Go through the entries below and report how many lines contain the string "collides". Nothing but the number is wanted.

-----

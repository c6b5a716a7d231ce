use crate::{classify::Violation, schema::Attribute};
use serde::{Deserialize, Serialize};
use std::collections::BTreeMap;

/// Tells whether a declared attribute holds atomic values. Returning `None` declines
/// to answer, which is reported as a classification error.
pub trait AtomicityOracle {
    fn is_atomic(&mut self, attribute: &Attribute) -> Option<bool>;
}

/// Confirms a multi-valued or join dependency suggested by the tuples of a relation.
/// Returning `None` declines to answer, which is reported as a classification error.
pub trait ConfirmationOracle {
    fn confirm(&mut self, candidate: &Violation) -> Option<bool>;
}

impl<F> AtomicityOracle for F
where
    F: FnMut(&Attribute) -> Option<bool>,
{
    fn is_atomic(&mut self, attribute: &Attribute) -> Option<bool> {
        self(attribute)
    }
}

impl<F> ConfirmationOracle for F
where
    F: FnMut(&Violation) -> Option<bool>,
{
    fn confirm(&mut self, candidate: &Violation) -> Option<bool> {
        self(candidate)
    }
}

/// Treats every attribute as atomic.
#[derive(Clone, Copy, Default, Debug)]
pub struct AssumeAtomic;

impl AtomicityOracle for AssumeAtomic {
    fn is_atomic(&mut self, _: &Attribute) -> Option<bool> {
        Some(true)
    }
}

/// Accepts every dependency the tuples exhibit.
#[derive(Clone, Copy, Default, Debug)]
pub struct TrustData;

impl ConfirmationOracle for TrustData {
    fn confirm(&mut self, _: &Violation) -> Option<bool> {
        Some(true)
    }
}

/// Is a pre-supplied set of answers for both oracles, used for non-interactive runs.
///
/// Attributes without an explicit answer fall back to `default_atomicity`, and
/// candidates fall back to `confirmation`; a missing fallback declines.
#[derive(Clone, PartialEq, Eq, Default, Debug, Serialize, Deserialize)]
#[serde(default)]
pub struct Answers {
    pub atomicity: BTreeMap<Attribute, bool>,
    pub default_atomicity: Option<bool>,
    pub confirmation: Option<bool>,
    #[serde(skip)]
    asked: Vec<Attribute>,
}

impl Answers {
    /// Creates an answer set that declines every question.
    pub fn new() -> Self {
        Self::default()
    }

    /// Creates an answer set that considers every attribute atomic and accepts every
    /// candidate dependency.
    pub fn permissive() -> Self {
        Self::new().atomic_by_default().confirm_all(true)
    }

    pub fn atomic<I, A>(mut self, attributes: I) -> Self
    where
        I: IntoIterator<Item = A>,
        A: Into<Attribute>,
    {
        for attribute in attributes {
            self.atomicity.insert(attribute.into(), true);
        }
        self
    }

    pub fn non_atomic<I, A>(mut self, attributes: I) -> Self
    where
        I: IntoIterator<Item = A>,
        A: Into<Attribute>,
    {
        for attribute in attributes {
            self.atomicity.insert(attribute.into(), false);
        }
        self
    }

    pub fn atomic_by_default(mut self) -> Self {
        self.default_atomicity = Some(true);
        self
    }

    pub fn confirm_all(mut self, answer: bool) -> Self {
        self.confirmation = Some(answer);
        self
    }

    /// Returns the attributes asked about, in order.
    pub fn asked(&self) -> &[Attribute] {
        &self.asked
    }
}

impl AtomicityOracle for Answers {
    fn is_atomic(&mut self, attribute: &Attribute) -> Option<bool> {
        self.asked.push(attribute.clone());
        self.atomicity
            .get(attribute)
            .copied()
            .or(self.default_atomicity)
    }
}

impl ConfirmationOracle for Answers {
    fn confirm(&mut self, _: &Violation) -> Option<bool> {
        self.confirmation
    }
}
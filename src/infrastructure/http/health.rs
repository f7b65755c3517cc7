//! Health Check
//!
//! 提供服务健康状态，用于负载均衡器和编排系统
//!
//! ## 健康检查端点
//! - `/health` - 详细状态（连接数、请求数、计算线程）
//! - `/health/ready` - 就绪检查（关闭过程中返回 503）
//! - `/health/live` - 存活检查
//!
//! ## 响应格式
//! ```json
//! {
//!   "status": "healthy",
//!   "uptime_seconds": 3600,
//!   "version": "0.1.0",
//!   "timestamp": 1234567890,
//!   "details": { "active_connections": 3, "total_requests": 120, "compute_workers": 8, "idle_workers": 6 }
//! }
//! ```

use parking_lot::RwLock;
use serde::{Deserialize, Serialize};
use std::time::{SystemTime, UNIX_EPOCH};

/// 健康状态
#[derive(Debug, Clone, Copy, PartialEq, Eq, Serialize, Deserialize)]
#[serde(rename_all = "lowercase")]
pub enum HealthStatus {
    Healthy,
    /// 计算线程全部繁忙
    Degraded,
    /// 正在关闭
    Unhealthy,
}

/// 健康检查响应
#[derive(Debug, Clone, Serialize, Deserialize)]
pub struct HealthResponse {
    pub status: HealthStatus,
    pub uptime_seconds: u64,
    pub version: String,
    pub timestamp: u64,
    #[serde(skip_serializing_if = "Option::is_none")]
    pub details: Option<HealthDetails>,
}

/// 详细健康信息
#[derive(Debug, Clone, Serialize, Deserialize)]
pub struct HealthDetails {
    /// TCP 前门活跃连接数
    pub active_connections: u64,
    /// 已处理请求总数
    pub total_requests: u64,
    pub compute_workers: usize,
    pub idle_workers: usize,
}

/// 健康检查器
pub struct HealthChecker {
    start_time: SystemTime,
    status: RwLock<HealthStatus>,
    version: String,
}

impl HealthChecker {
    pub fn new(version: impl Into<String>) -> Self {
        Self {
            start_time: SystemTime::now(),
            status: RwLock::new(HealthStatus::Healthy),
            version: version.into(),
        }
    }

    pub fn uptime_seconds(&self) -> u64 {
        self.start_time
            .elapsed()
            .map(|d| d.as_secs())
            .unwrap_or(0)
    }

    fn current_timestamp() -> u64 {
        SystemTime::now()
            .duration_since(UNIX_EPOCH)
            .map(|d| d.as_secs())
            .unwrap_or(0)
    }

    pub fn set_status(&self, status: HealthStatus) {
        *self.status.write() = status;
    }

    pub fn get_status(&self) -> HealthStatus {
        *self.status.read()
    }

    /// 关闭开始时调用，之后就绪检查失败
    pub fn mark_shutting_down(&self) {
        self.set_status(HealthStatus::Unhealthy);
    }

    /// 生成详细健康检查响应
    ///
    /// 计算线程全部繁忙时报告 Degraded，但关闭状态优先
    pub fn check_health_detailed(&self, details: HealthDetails) -> HealthResponse {
        let mut status = self.get_status();
        if status == HealthStatus::Healthy && details.idle_workers == 0 {
            status = HealthStatus::Degraded;
        }

        HealthResponse {
            status,
            uptime_seconds: self.uptime_seconds(),
            version: self.version.clone(),
            timestamp: Self::current_timestamp(),
            details: Some(details),
        }
    }

    /// 存活检查（liveness probe）
    pub fn check_liveness(&self) -> bool {
        true
    }

    /// 就绪检查（readiness probe）；繁忙不影响就绪
    pub fn check_readiness(&self) -> bool {
        self.get_status() != HealthStatus::Unhealthy
    }
}

impl Default for HealthChecker {
    fn default() -> Self {
        Self::new(env!("CARGO_PKG_VERSION"))
    }
}

#[cfg(test)]
mod tests {
    use super::*;

    fn details(idle_workers: usize) -> HealthDetails {
        HealthDetails {
            active_connections: 2,
            total_requests: 10,
            compute_workers: 4,
            idle_workers,
        }
    }

    #[test]
    fn test_health_checker_creation() {
        let checker = HealthChecker::new("1.0.0");
        assert_eq!(checker.version, "1.0.0");
        assert_eq!(checker.get_status(), HealthStatus::Healthy);
    }

    #[test]
    fn test_busy_workers_report_degraded() {
        let checker = HealthChecker::new("1.0.0");

        assert_eq!(checker.check_health_detailed(details(3)).status, HealthStatus::Healthy);
        assert_eq!(checker.check_health_detailed(details(0)).status, HealthStatus::Degraded);
        assert!(checker.check_readiness());
    }

    #[test]
    fn test_shutdown_fails_readiness_only() {
        let checker = HealthChecker::new("1.0.0");
        checker.mark_shutting_down();

        assert!(!checker.check_readiness());
        assert!(checker.check_liveness());
        assert_eq!(checker.check_health_detailed(details(0)).status, HealthStatus::Unhealthy);
    }

    #[test]
    fn test_serialization() {
        let checker = HealthChecker::new("1.0.0");
        let response = checker.check_health_detailed(details(1));

        let json = serde_json::to_string(&response).unwrap();
        assert!(json.contains("\"healthy\""));
        assert!(json.contains("\"compute_workers\":4"));
        assert!(json.contains("1.0.0"));
    }
}
//! Prometheus Metrics Module
//!
//! 提供计算服务的核心运行指标
//!
//! ## 指标类型
//! - **Counter**: 连接总数（接受/拒绝）、请求总数、错误总数、缓存命中
//! - **Histogram**: 计算耗时
//! - **Gauge**: 活跃连接数、正在执行的计算数
//!
//! ## 使用示例
//! ```rust,ignore
//! use topmoves_service::shared::metrics::METRICS;
//!
//! // 记录一次请求
//! METRICS.requests_total.with_label_values(&["top_moves_hybrid", "ok"]).inc();
//!
//! // 记录计算耗时
//! let timer = METRICS.compute_duration.with_label_values(&["ok"]).start_timer();
//! // ... 执行计算 ...
//! timer.observe_duration();
//! ```

use lazy_static::lazy_static;
use prometheus::core::Collector;
use prometheus::{
    register_counter_vec, register_gauge_vec, register_histogram_vec, CounterVec, Encoder,
    GaugeVec, HistogramVec, TextEncoder,
};

lazy_static! {
    /// 全局Metrics实例
    pub static ref METRICS: Metrics = Metrics::new();
}

/// 计算服务核心指标
pub struct Metrics {
    /// 连接总数 (按结果: accepted/rejected)
    pub connections_total: CounterVec,

    /// 活跃连接数 (按前端: tcp/http)
    pub active_connections: GaugeVec,

    /// 请求总数 (按操作和结果码)
    pub requests_total: CounterVec,

    /// 计算耗时分布 (秒)
    pub compute_duration: HistogramVec,

    /// 正在执行的计算数
    pub computations_in_flight: GaugeVec,

    /// 错误总数 (按大类和错误码)
    pub errors_total: CounterVec,

    /// 结果缓存查询 (hit/miss)
    pub cache_lookups: CounterVec,
}

impl Metrics {
    /// 创建新的Metrics实例
    pub fn new() -> Self {
        Self {
            connections_total: register_counter_vec!(
                "topmoves_connections_total",
                "Total number of client connections by admission result",
                &["result"]
            )
            .expect("register topmoves_connections_total"),

            active_connections: register_gauge_vec!(
                "topmoves_active_connections",
                "Number of connections currently being handled",
                &["frontend"]
            )
            .expect("register topmoves_active_connections"),

            requests_total: register_counter_vec!(
                "topmoves_requests_total",
                "Total number of requests by operation and outcome",
                &["op", "outcome"]
            )
            .expect("register topmoves_requests_total"),

            compute_duration: register_histogram_vec!(
                "topmoves_compute_duration_seconds",
                "Search duration in seconds",
                &["outcome"],
                vec![0.001, 0.005, 0.01, 0.05, 0.1, 0.25, 0.5, 1.0, 2.5, 5.0, 10.0]
            )
            .expect("register topmoves_compute_duration_seconds"),

            computations_in_flight: register_gauge_vec!(
                "topmoves_computations_in_flight",
                "Number of searches currently running on worker threads",
                &["engine"]
            )
            .expect("register topmoves_computations_in_flight"),

            errors_total: register_counter_vec!(
                "topmoves_errors_total",
                "Total number of errors",
                &["category", "code"]
            )
            .expect("register topmoves_errors_total"),

            cache_lookups: register_counter_vec!(
                "topmoves_cache_lookups_total",
                "Result cache lookups",
                &["result"]
            )
            .expect("register topmoves_cache_lookups_total"),
        }
    }

    /// 已处理的请求总数（所有操作和结果）
    pub fn total_requests(&self) -> u64 {
        self.requests_total
            .collect()
            .iter()
            .flat_map(|family| family.get_metric())
            .map(|metric| metric.get_counter().get_value())
            .sum::<f64>() as u64
    }

    /// 导出Prometheus格式的指标
    pub fn export(&self) -> String {
        let encoder = TextEncoder::new();
        let metric_families = prometheus::gather();
        let mut buffer = vec![];
        if let Err(e) = encoder.encode(&metric_families, &mut buffer) {
            tracing::warn!(error = %e, "指标编码失败");
            return String::new();
        }
        String::from_utf8(buffer).unwrap_or_default()
    }
}

impl Default for Metrics {
    fn default() -> Self {
        Self::new()
    }
}
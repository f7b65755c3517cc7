//! 前门客户端
//!
//! 持久连接上的同步请求/响应客户端，供负载生成器和集成测试使用。

use super::codec::{frame_codec, Codec, CodecError, JsonCodec, DEFAULT_MAX_FRAME_BYTES};
use crate::shared::protocol::{RequestFrame, ResponseFrame, TopMovesQuery};
use bytes::Bytes;
use futures::{SinkExt, StreamExt};
use std::net::SocketAddr;
use tokio::net::TcpStream;
use tokio_util::codec::{Framed, LengthDelimitedCodec};

/// 客户端错误
#[derive(Debug, thiserror::Error)]
pub enum ClientError {
    #[error("i/o error: {0}")]
    Io(#[from] std::io::Error),

    #[error(transparent)]
    Codec(#[from] CodecError),

    #[error("connection closed by server")]
    Closed,
}

pub struct FrontDoorClient {
    framed: Framed<TcpStream, LengthDelimitedCodec>,
    requests: JsonCodec<RequestFrame>,
    responses: JsonCodec<ResponseFrame>,
    next_id: u64,
}

impl FrontDoorClient {
    pub async fn connect(addr: SocketAddr) -> Result<Self, ClientError> {
        let stream = TcpStream::connect(addr).await?;
        stream.set_nodelay(true)?;

        Ok(Self {
            framed: Framed::new(stream, frame_codec(DEFAULT_MAX_FRAME_BYTES)),
            requests: JsonCodec::new(),
            responses: JsonCodec::new(),
            next_id: 1,
        })
    }

    /// 发送 top_moves_hybrid 请求并等待响应
    pub async fn top_moves(&mut self, query: TopMovesQuery) -> Result<ResponseFrame, ClientError> {
        let id = self.allocate_id();
        self.send(&RequestFrame::top_moves(id, query)).await?;
        self.recv().await
    }

    pub async fn ping(&mut self) -> Result<ResponseFrame, ClientError> {
        let id = self.allocate_id();
        self.send(&RequestFrame::ping(id)).await?;
        self.recv().await
    }

    pub async fn send(&mut self, frame: &RequestFrame) -> Result<(), ClientError> {
        let payload = self.requests.encode(frame)?;
        self.send_raw(payload).await
    }

    /// 发送任意负载（测试畸形请求用）
    pub async fn send_raw(&mut self, payload: Bytes) -> Result<(), ClientError> {
        self.framed.send(payload).await?;
        Ok(())
    }

    pub async fn recv(&mut self) -> Result<ResponseFrame, ClientError> {
        match self.framed.next().await {
            Some(Ok(payload)) => Ok(self.responses.decode(&payload)?),
            Some(Err(e)) => Err(e.into()),
            None => Err(ClientError::Closed),
        }
    }

    /// 服务器是否已关闭连接
    pub async fn is_closed(&mut self) -> bool {
        matches!(self.framed.next().await, None | Some(Err(_)))
    }

    fn allocate_id(&mut self) -> u64 {
        let id = self.next_id;
        self.next_id += 1;
        id
    }
}
/// Placement generation
///
/// Enumerates the final resting positions a piece can reach from spawn under the
/// NES movement model:
/// - inputs (one rotation step and one shift step) only happen on frames marked
///   `X` in the repeating input timeline
/// - gravity moves the piece down one row every `frames_per_row(level)` frames
/// - once the target rotation and column are reached the piece is hard-dropped
///
/// Tucks and spins are not explored.

use super::board::{Board, BOARD_WIDTH};
use super::piece::{Piece, SPAWN_X};
use smallvec::SmallVec;
use std::fmt;
use std::str::FromStr;

/// Upper bound on simulated frames for a single placement
const MAX_FRAMES: usize = 2_000;

/// Most pieces have well under 40 placements on an open board
pub type Placements = SmallVec<[Placement; 40]>;

/// Input timeline errors
#[derive(Debug, Clone, PartialEq, Eq, thiserror::Error)]
pub enum TimelineError {
    #[error("input frame timeline is empty")]
    Empty,

    #[error("invalid timeline character '{ch}' at index {index} (expected 'X' or '.')")]
    InvalidChar { index: usize, ch: char },

    #[error("input frame timeline has no input frames")]
    NoInputFrames,
}

/// Repeating pattern of input (`X`) and idle (`.`) frames
#[derive(Debug, Clone, PartialEq, Eq, Hash)]
pub struct InputTimeline {
    frames: Vec<bool>,
}

impl InputTimeline {
    pub fn len(&self) -> usize {
        self.frames.len()
    }

    pub fn is_empty(&self) -> bool {
        self.frames.is_empty()
    }

    #[inline]
    pub fn is_input_frame(&self, frame: usize) -> bool {
        self.frames[frame % self.frames.len()]
    }
}

impl Default for InputTimeline {
    /// 30Hz tapping, the default of every caller
    fn default() -> Self {
        Self {
            frames: vec![true, false],
        }
    }
}

impl FromStr for InputTimeline {
    type Err = TimelineError;

    fn from_str(s: &str) -> Result<Self, Self::Err> {
        if s.is_empty() {
            return Err(TimelineError::Empty);
        }
        let frames = s
            .chars()
            .enumerate()
            .map(|(index, ch)| match ch {
                'X' | 'x' => Ok(true),
                '.' => Ok(false),
                _ => Err(TimelineError::InvalidChar { index, ch }),
            })
            .collect::<Result<Vec<_>, _>>()?;
        if !frames.iter().any(|f| *f) {
            return Err(TimelineError::NoInputFrames);
        }
        Ok(Self { frames })
    }
}

impl fmt::Display for InputTimeline {
    fn fmt(&self, f: &mut fmt::Formatter<'_>) -> fmt::Result {
        for frame in &self.frames {
            f.write_str(if *frame { "X" } else { "." })?;
        }
        Ok(())
    }
}

/// NES gravity: frames needed to fall one row at `level`
pub fn frames_per_row(level: u8) -> usize {
    match level {
        0 => 48,
        1 => 43,
        2 => 38,
        3 => 33,
        4 => 28,
        5 => 23,
        6 => 18,
        7 => 13,
        8 => 8,
        9 => 6,
        10..=12 => 5,
        13..=15 => 4,
        16..=18 => 3,
        19..=28 => 2,
        _ => 1,
    }
}

/// Lines at which a game started on `level` first levels up
pub fn transition_lines(level: u8) -> u32 {
    let level = level as u32;
    match level {
        0..=9 => (level + 1) * 10,
        10..=15 => 100,
        16..=19 => (level - 5) * 10,
        _ => 200,
    }
}

/// Level and line count of the game being searched.
///
/// The request only carries the current level, so it is treated as the start
/// level: until `transition_lines(level)` is reached the level stays put, after
/// that it rises every ten lines.
#[derive(Debug, Clone, Copy, PartialEq, Eq)]
pub struct GameProgress {
    pub level: u8,
    pub lines: u32,
    transitioned: bool,
}

impl GameProgress {
    pub fn new(level: u8, lines: u32) -> Self {
        Self {
            level,
            lines,
            transitioned: lines >= transition_lines(level),
        }
    }

    /// State after clearing `cleared` lines
    pub fn after_clear(self, cleared: u32) -> Self {
        if cleared == 0 {
            return self;
        }
        let lines = self.lines.saturating_add(cleared);
        let crossed_ten = lines / 10 > self.lines / 10;
        let reached = self.transitioned || lines >= transition_lines(self.level);

        if crossed_ten && reached {
            Self {
                level: self.level.saturating_add(1),
                lines,
                transitioned: true,
            }
        } else {
            Self {
                level: self.level,
                lines,
                transitioned: reached,
            }
        }
    }
}

/// Client-facing placement coordinate: rotation index, column shift and row
/// offset relative to the spawn pose `[0, 0, 0]`
#[derive(Debug, Clone, Copy, PartialEq, Eq, Hash, PartialOrd, Ord)]
pub struct Pose {
    pub rotation: u8,
    pub x: i8,
    pub y: i8,
}

impl Pose {
    pub fn to_array(self) -> [i32; 3] {
        [self.rotation as i32, self.x as i32, self.y as i32]
    }
}

/// A reachable resting position of a piece box on a board
#[derive(Debug, Clone, Copy, PartialEq, Eq, Hash)]
pub struct Placement {
    pub piece: Piece,
    pub rotation: u8,
    pub x: i8,
    pub y: i8,
}

impl Placement {
    pub fn pose(&self) -> Pose {
        Pose {
            rotation: self.rotation,
            x: self.x - SPAWN_X,
            y: self.y - self.piece.spawn_y(),
        }
    }

    /// Locks this placement onto `board`; `None` on topout
    pub fn apply(&self, board: &Board) -> Option<(Board, u32)> {
        board.lock(self.piece, self.rotation as usize, self.x, self.y)
    }
}

/// Movement rules for one request (timeline + gravity of the starting level)
#[derive(Debug, Clone)]
pub struct MovementModel {
    timeline: InputTimeline,
    level: u8,
}

impl MovementModel {
    pub fn new(timeline: InputTimeline, level: u8) -> Self {
        Self { timeline, level }
    }

    pub fn level(&self) -> u8 {
        self.level
    }

    /// All reachable placements of `piece`, in rotation-then-column order.
    ///
    /// Empty if the piece cannot spawn.
    pub fn placements(&self, board: &Board, piece: Piece) -> Placements {
        self.placements_at(board, piece, self.level)
    }

    /// Same as [`placements`](Self::placements) under the gravity of `level`
    pub fn placements_at(&self, board: &Board, piece: Piece, level: u8) -> Placements {
        let gravity = frames_per_row(level);
        let mut out = Placements::new();
        if board.collides(piece, 0, SPAWN_X, piece.spawn_y()) {
            return out;
        }

        for rotation in 0..piece.rotation_count() {
            let (min_x, max_x) = piece.shape(rotation).x_range(BOARD_WIDTH);
            for x in min_x..=max_x {
                let Some(y) = self.reach(board, piece, rotation, x, gravity) else {
                    continue;
                };
                let placement = Placement {
                    piece,
                    rotation: rotation as u8,
                    x,
                    y,
                };
                if placement.apply(board).is_some() {
                    out.push(placement);
                }
            }
        }
        out
    }

    /// Simulates inputs towards `(target_rotation, target_x)` and returns the row
    /// the piece rests on after the hard drop.
    fn reach(
        &self,
        board: &Board,
        piece: Piece,
        target_rotation: usize,
        target_x: i8,
        gravity: usize,
    ) -> Option<i8> {
        let count = piece.rotation_count();
        let clockwise = target_rotation;
        let counter = (count - target_rotation) % count;
        let step = if clockwise <= counter { 1 } else { count - 1 };

        let mut rotation = 0usize;
        let mut x = SPAWN_X;
        let mut y = piece.spawn_y();
        let mut frame = 0usize;

        while rotation != target_rotation || x != target_x {
            if frame > MAX_FRAMES {
                return None;
            }
            if self.timeline.is_input_frame(frame) {
                if rotation != target_rotation {
                    let next = (rotation + step) % count;
                    if board.collides(piece, next, x, y) {
                        return None;
                    }
                    rotation = next;
                }
                if x != target_x {
                    let next = x + (target_x - x).signum();
                    if board.collides(piece, rotation, next, y) {
                        return None;
                    }
                    x = next;
                }
            }

            frame += 1;
            if frame % gravity == 0 {
                if board.collides(piece, rotation, x, y + 1) {
                    // 在到达目标之前已经落地
                    return None;
                }
                y += 1;
            }
        }

        while !board.collides(piece, rotation, x, y + 1) {
            y += 1;
        }
        Some(y)
    }
}

#[cfg(test)]
mod tests {
    use super::*;

    #[test]
    fn test_timeline_parse() {
        let timeline: InputTimeline = "X..".parse().unwrap();
        assert_eq!(timeline.len(), 3);
        assert!(timeline.is_input_frame(0));
        assert!(!timeline.is_input_frame(1));
        assert!(timeline.is_input_frame(3));
        assert_eq!(timeline.to_string(), "X..");

        assert_eq!("".parse::<InputTimeline>(), Err(TimelineError::Empty));
        assert_eq!("...".parse::<InputTimeline>(), Err(TimelineError::NoInputFrames));
        assert_eq!(
            "X.a".parse::<InputTimeline>(),
            Err(TimelineError::InvalidChar { index: 2, ch: 'a' })
        );
    }

    #[test]
    fn test_gravity_table() {
        assert_eq!(frames_per_row(0), 48);
        assert_eq!(frames_per_row(18), 3);
        assert_eq!(frames_per_row(19), 2);
        assert_eq!(frames_per_row(29), 1);
        assert_eq!(frames_per_row(200), 1);
    }

    #[test]
    fn test_transition_lines() {
        assert_eq!(transition_lines(0), 10);
        assert_eq!(transition_lines(9), 100);
        assert_eq!(transition_lines(12), 100);
        assert_eq!(transition_lines(18), 130);
        assert_eq!(transition_lines(19), 140);
        assert_eq!(transition_lines(29), 200);
    }

    #[test]
    fn test_level_waits_for_transition() {
        // 18级开局，120行清3行还没到130
        let progress = GameProgress::new(18, 120).after_clear(3);
        assert_eq!(progress.level, 18);
        assert_eq!(progress.lines, 123);

        // 128行清一个四消跨过130，进入19级
        let progress = GameProgress::new(18, 128).after_clear(4);
        assert_eq!(progress.level, 19);
        assert_eq!(progress.lines, 132);

        // 转换之后每10行升一级
        let progress = progress.after_clear(4).after_clear(4);
        assert_eq!(progress.level, 20);
        assert_eq!(progress.lines, 140);
        let progress = progress.after_clear(2);
        assert_eq!(progress.level, 20);
        assert_eq!(progress.after_clear(0), progress);
    }

    #[test]
    fn test_game_past_transition_levels_every_ten_lines() {
        let progress = GameProgress::new(19, 158).after_clear(2);
        assert_eq!(progress.level, 20);
        // 跨越一次十位只升一级
        assert_eq!(GameProgress::new(18, 139).after_clear(1).level, 19);
        assert_eq!(GameProgress::new(255, 300).after_clear(4).level, 255);
    }

    #[test]
    fn test_placements_at_uses_given_gravity() {
        let slow: InputTimeline = "X.....".parse().unwrap();
        let model = MovementModel::new(slow.clone(), 18);
        let board = Board::empty();
        assert_eq!(model.level(), 18);
        assert_eq!(
            model.placements_at(&board, Piece::I, 29),
            MovementModel::new(slow, 29).placements(&board, Piece::I)
        );
    }

    #[test]
    fn test_empty_board_placement_counts() {
        let model = MovementModel::new(InputTimeline::default(), 18);
        let board = Board::empty();
        // 平放 I 有7列，竖放 I 有10列
        assert_eq!(model.placements(&board, Piece::I).len(), 17);
        assert_eq!(model.placements(&board, Piece::O).len(), 9);
        assert_eq!(model.placements(&board, Piece::T).len(), 34);
    }

    #[test]
    fn test_spawn_pose_drops_to_floor() {
        let model = MovementModel::new(InputTimeline::default(), 18);
        let board = Board::empty();
        let placements = model.placements(&board, Piece::T);
        let spawn_column = placements
            .iter()
            .find(|p| p.rotation == 0 && p.x == SPAWN_X)
            .unwrap();
        assert_eq!(spawn_column.pose(), Pose { rotation: 0, x: 0, y: 18 });
    }

    #[test]
    fn test_fast_gravity_limits_reach() {
        // 29级每帧下落一行，很慢的输入节奏无法把棋子移到最边缘
        let slow: InputTimeline = "X.....".parse().unwrap();
        let model = MovementModel::new(slow, 29);
        let board = Board::empty();
        let placements = model.placements(&board, Piece::I);
        assert!(placements.len() < 17);
        assert!(!placements.is_empty());
    }

    #[test]
    fn test_placements_rest_on_stack_without_overlap() {
        let mut rows = [0u16; 20];
        rows[19] = 0b11_1101_1110;
        rows[18] = 0b01_1100_1110;
        rows[17] = 0b00_1100_0100;
        rows[16] = 0b00_0100_0000;
        let board = Board::from_rows(rows);
        let model = MovementModel::new(InputTimeline::default(), 18);

        for piece in Piece::ALL {
            let placements = model.placements(&board, piece);
            assert!(!placements.is_empty());
            for p in placements.iter() {
                let rotation = p.rotation as usize;
                assert!(!board.collides(piece, rotation, p.x, p.y));
                assert!(board.collides(piece, rotation, p.x, p.y + 1));
            }
        }
    }

    #[test]
    fn test_blocked_spawn_has_no_placements() {
        let mut rows = [0u16; 20];
        for row in rows.iter_mut() {
            *row = 0b01_1111_1110;
        }
        let board = Board::from_rows(rows);
        let model = MovementModel::new(InputTimeline::default(), 18);
        assert!(model.placements(&board, Piece::T).is_empty());
    }
}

-----

_ANSWER_
7